Start of Block

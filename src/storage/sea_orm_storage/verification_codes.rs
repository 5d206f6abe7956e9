use super::SeaOrmStorage;
use crate::entity::verification_codes::{ActiveModel, Column, Entity as VerificationCodes};
use crate::errors::{CampusRateError, Result};
use crate::models::auth::{
    entities::{CodePurpose, VerificationCode},
    requests::UpsertVerificationCodeRequest,
};
use sea_orm::{ActiveModelTrait, ColumnTrait, EntityTrait, QueryFilter, Set};

impl SeaOrmStorage {
    /// 写入验证码记录：先清理同邮箱+用途的旧记录与全部过期记录，
    /// 再插入新记录
    pub async fn upsert_verification_code_impl(
        &self,
        record: UpsertVerificationCodeRequest,
    ) -> Result<VerificationCode> {
        self.purge_expired_verification_codes_impl().await?;

        VerificationCodes::delete_many()
            .filter(Column::Email.eq(record.email.as_str()))
            .filter(Column::Purpose.eq(record.purpose.to_string()))
            .exec(&self.db)
            .await
            .map_err(|e| CampusRateError::database_operation(format!("清理旧验证码失败: {e}")))?;

        let model = ActiveModel {
            email: Set(record.email),
            code: Set(record.code),
            purpose: Set(record.purpose.to_string()),
            payload: Set(record.payload),
            expires_at: Set(record.expires_at.timestamp()),
            created_at: Set(chrono::Utc::now().timestamp()),
            ..Default::default()
        };

        let result = model
            .insert(&self.db)
            .await
            .map_err(|e| CampusRateError::database_operation(format!("写入验证码失败: {e}")))?;

        Ok(result.into_verification_code())
    }

    /// 查找未过期且匹配的验证码
    pub async fn find_valid_verification_code_impl(
        &self,
        email: &str,
        purpose: CodePurpose,
        code: &str,
    ) -> Result<Option<VerificationCode>> {
        let now = chrono::Utc::now().timestamp();

        let result = VerificationCodes::find()
            .filter(Column::Email.eq(email))
            .filter(Column::Purpose.eq(purpose.to_string()))
            .filter(Column::Code.eq(code))
            .filter(Column::ExpiresAt.gt(now))
            .one(&self.db)
            .await
            .map_err(|e| CampusRateError::database_operation(format!("查询验证码失败: {e}")))?;

        Ok(result.map(|m| m.into_verification_code()))
    }

    /// 使用后删除验证码
    pub async fn consume_verification_code_impl(&self, id: i64) -> Result<bool> {
        let result = VerificationCodes::delete_by_id(id)
            .exec(&self.db)
            .await
            .map_err(|e| CampusRateError::database_operation(format!("删除验证码失败: {e}")))?;

        Ok(result.rows_affected > 0)
    }

    /// 清理过期验证码
    pub async fn purge_expired_verification_codes_impl(&self) -> Result<u64> {
        let now = chrono::Utc::now().timestamp();

        let result = VerificationCodes::delete_many()
            .filter(Column::ExpiresAt.lte(now))
            .exec(&self.db)
            .await
            .map_err(|e| CampusRateError::database_operation(format!("清理过期验证码失败: {e}")))?;

        Ok(result.rows_affected)
    }
}
use async_trait::async_trait;

/// 缓存查询结果
#[derive(Debug, Clone, PartialEq)]
pub enum CacheResult<T> {
    Found(T),
    NotFound,
    // 后端暂时不可用等情况：键可能存在但取不到值
    ExistsButNoValue,
}

#[async_trait]
pub trait ObjectCache: Send + Sync {
    async fn get_raw(&self, key: &str) -> CacheResult<String>;

    /// ttl 为 0 时使用后端默认 TTL
    async fn insert_raw(&self, key: String, value: String, ttl: u64);

    async fn remove(&self, key: &str);

    async fn invalidate_all(&self);
}
//! 评分聚合器
//!
//! avg_rating 是派生值：对该教授所有 type=professor 且 status=approved
//! 的评价做全量重算，保留一位小数；没有合格评价时写 0。
//!
//! 全量重算是幂等的，重复调用无害；但任何可能改变"已通过集合"的
//! 变更之后都不能漏调——创建、审核状态变更、编辑换目标、删除。
//! 教授不存在时记一条日志跳过，不向调用方抛错。

use std::sync::Arc;

use tracing::{debug, warn};

use crate::storage::Storage;

/// 算术平均，保留一位小数；空集返回 0.0
pub fn average_rating(ratings: &[i32]) -> f64 {
    if ratings.is_empty() {
        return 0.0;
    }
    let sum: i64 = ratings.iter().map(|&r| r as i64).sum();
    let mean = sum as f64 / ratings.len() as f64;
    (mean * 10.0).round() / 10.0
}

/// 重算并写回指定教授的平均分
pub async fn recompute_professor_rating(storage: &Arc<dyn Storage>, professor_id: i64) {
    let ratings = match storage
        .list_approved_professor_rating_values(professor_id)
        .await
    {
        Ok(ratings) => ratings,
        Err(e) => {
            warn!(
                "Failed to load ratings for professor {}: {}",
                professor_id, e
            );
            return;
        }
    };

    let avg = average_rating(&ratings);

    match storage
        .update_professor_avg_rating(professor_id, avg)
        .await
    {
        Ok(true) => {
            debug!(
                "Recomputed avg_rating for professor {}: {} ({} review(s))",
                professor_id,
                avg,
                ratings.len()
            );
        }
        Ok(false) => {
            // 教授已不存在（例如并发删除），静默跳过
            debug!(
                "Skipped avg_rating update: professor {} not found",
                professor_id
            );
        }
        Err(e) => {
            warn!(
                "Failed to write avg_rating for professor {}: {}",
                professor_id, e
            );
        }
    }
}

#[cfg(test)]
mod tests {
    use super::*;

    #[test]
    fn test_empty_ratings_yield_zero() {
        assert_eq!(average_rating(&[]), 0.0);
    }

    #[test]
    fn test_single_rating() {
        assert_eq!(average_rating(&[4]), 4.0);
    }

    #[test]
    fn test_mean_of_two() {
        // 4 和 2 的平均是 3.0
        assert_eq!(average_rating(&[4, 2]), 3.0);
    }

    #[test]
    fn test_rounding_to_one_decimal() {
        // (5 + 4 + 4) / 3 = 4.333... -> 4.3
        assert_eq!(average_rating(&[5, 4, 4]), 4.3);
        // (5 + 4) / 2 = 4.5
        assert_eq!(average_rating(&[5, 4]), 4.5);
        // (2 + 3 + 3) / 3 = 2.666... -> 2.7
        assert_eq!(average_rating(&[2, 3, 3]), 2.7);
    }

    #[test]
    fn test_idempotent_on_same_input() {
        let ratings = [1, 2, 3, 4, 5];
        assert_eq!(average_rating(&ratings), average_rating(&ratings));
    }
}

End of Block

PROBLEM TO SOLVE » Copy out the whole listing exactly; please set it all down.

RESULT BELOW »
filename src/storage/sea_orm_storage/verification_codes.rs
repository 5d206f6abe7956e9
use super::SeaOrmStorage;
use crate::entity::verification_codes::{ActiveModel, Column, Entity as VerificationCodes};
use crate::errors::{CampusRateError, Result};
use crate::models::auth::{
    entities::{CodePurpose, VerificationCode},
    requests::UpsertVerificationCodeRequest,
};
use sea_orm::{ActiveModelTrait, ColumnTrait, EntityTrait, QueryFilter, Set};

impl SeaOrmStorage {
    /// 写入验证码记录：先清理同邮箱+用途的旧记录与全部过期记录，
    /// 再插入新记录
    pub async fn upsert_verification_code_impl(
        &self,
        record: UpsertVerificationCodeRequest,
    ) -> Result<VerificationCode> {
        self.purge_expired_verification_codes_impl().await?;

        VerificationCodes::delete_many()
            .filter(Column::Email.eq(record.email.as_str()))
            .filter(Column::Purpose.eq(record.purpose.to_string()))
            .exec(&self.db)
            .await
            .map_err(|e| CampusRateError::database_operation(format!("清理旧验证码失败: {e}")))?;

        let model = ActiveModel {
            email: Set(record.email),
            code: Set(record.code),
            purpose: Set(record.purpose.to_string()),
            payload: Set(record.payload),
            expires_at: Set(record.expires_at.timestamp()),
            created_at: Set(chrono::Utc::now().timestamp()),
            ..Default::default()
        };

        let result = model
            .insert(&self.db)
            .await
            .map_err(|e| CampusRateError::database_operation(format!("写入验证码失败: {e}")))?;

        Ok(result.into_verification_code())
    }

    /// 查找未过期且匹配的验证码
    pub async fn find_valid_verification_code_impl(
        &self,
        email: &str,
        purpose: CodePurpose,
        code: &str,
    ) -> Result<Option<VerificationCode>> {
        let now = chrono::Utc::now().timestamp();

        let result = VerificationCodes::find()
            .filter(Column::Email.eq(email))
            .filter(Column::Purpose.eq(purpose.to_string()))
            .filter(Column::Code.eq(code))
            .filter(Column::ExpiresAt.gt(now))
            .one(&self.db)
            .await
            .map_err(|e| CampusRateError::database_operation(format!("查询验证码失败: {e}")))?;

        Ok(result.map(|m| m.into_verification_code()))
    }

    /// 使用后删除验证码
    pub async fn consume_verification_code_impl(&self, id: i64) -> Result<bool> {
        let result = VerificationCodes::delete_by_id(id)
            .exec(&self.db)
            .await
            .map_err(|e| CampusRateError::database_operation(format!("删除验证码失败: {e}")))?;

        Ok(result.rows_affected > 0)
    }

    /// 清理过期验证码
    pub async fn purge_expired_verification_codes_impl(&self) -> Result<u64> {
        let now = chrono::Utc::now().timestamp();

        let result = VerificationCodes::delete_many()
            .filter(Column::ExpiresAt.lte(now))
            .exec(&self.db)
            .await
            .map_err(|e| CampusRateError::database_operation(format!("清理过期验证码失败: {e}")))?;

        Ok(result.rows_affected)
    }
}
use async_trait::async_trait;

/// 缓存查询结果
#[derive(Debug, Clone, PartialEq)]
pub enum CacheResult<T> {
    Found(T),
    NotFound,
    // 后端暂时不可用等情况：键可能存在但取不到值
    ExistsButNoValue,
}

#[async_trait]
pub trait ObjectCache: Send + Sync {
    async fn get_raw(&self, key: &str) -> CacheResult<String>;

    /// ttl 为 0 时使用后端默认 TTL
    async fn insert_raw(&self, key: String, value: String, ttl: u64);

    async fn remove(&self, key: &str);

    async fn invalidate_all(&self);
}
//! 评分聚合器
//!
//! avg_rating 是派生值：对该教授所有 type=professor 且 status=approved
//! 的评价做全量重算，保留一位小数；没有合格评价时写 0。
//!
//! 全量重算是幂等的，重复调用无害；但任何可能改变"已通过集合"的
//! 变更之后都不能漏调——创建、审核状态变更、编辑换目标、删除。
//! 教授不存在时记一条日志跳过，不向调用方抛错。

use std::sync::Arc;

use tracing::{debug, warn};

use crate::storage::Storage;

/// 算术平均，保留一位小数；空集返回 0.0
pub fn average_rating(ratings: &[i32]) -> f64 {
    if ratings.is_empty() {
        return 0.0;
    }
    let sum: i64 = ratings.iter().map(|&r| r as i64).sum();
    let mean = sum as f64 / ratings.len() as f64;
    (mean * 10.0).round() / 10.0
}

/// 重算并写回指定教授的平均分
pub async fn recompute_professor_rating(storage: &Arc<dyn Storage>, professor_id: i64) {
    let ratings = match storage
        .list_approved_professor_rating_values(professor_id)
        .await
    {
        Ok(ratings) => ratings,
        Err(e) => {
            warn!(
                "Failed to load ratings for professor {}: {}",
                professor_id, e
            );
            return;
        }
    };

    let avg = average_rating(&ratings);

    match storage
        .update_professor_avg_rating(professor_id, avg)
        .await
    {
        Ok(true) => {
            debug!(
                "Recomputed avg_rating for professor {}: {} ({} review(s))",
                professor_id,
                avg,
                ratings.len()
            );
        }
        Ok(false) => {
            // 教授已不存在（例如并发删除），静默跳过
            debug!(
                "Skipped avg_rating update: professor {} not found",
                professor_id
            );
        }
        Err(e) => {
            warn!(
                "Failed to write avg_rating for professor {}: {}",
                professor_id, e
            );
        }
    }
}

#[cfg(test)]
mod tests {
    use super::*;

    #[test]
    fn test_empty_ratings_yield_zero() {
        assert_eq!(average_rating(&[]), 0.0);
    }

    #[test]
    fn test_single_rating() {
        assert_eq!(average_rating(&[4]), 4.0);
    }

    #[test]
    fn test_mean_of_two() {
        // 4 和 2 的平均是 3.0
        assert_eq!(average_rating(&[4, 2]), 3.0);
    }

    #[test]
    fn test_rounding_to_one_decimal() {
        // (5 + 4 + 4) / 3 = 4.333... -> 4.3
        assert_eq!(average_rating(&[5, 4, 4]), 4.3);
        // (5 + 4) / 2 = 4.5
        assert_eq!(average_rating(&[5, 4]), 4.5);
        // (2 + 3 + 3) / 3 = 2.666... -> 2.7
        assert_eq!(average_rating(&[2, 3, 3]), 2.7);
    }

    #[test]
    fn test_idempotent_on_same_input() {
        let ratings = [1, 2, 3, 4, 5];
        assert_eq!(average_rating(&ratings), average_rating(&ratings));
    }
}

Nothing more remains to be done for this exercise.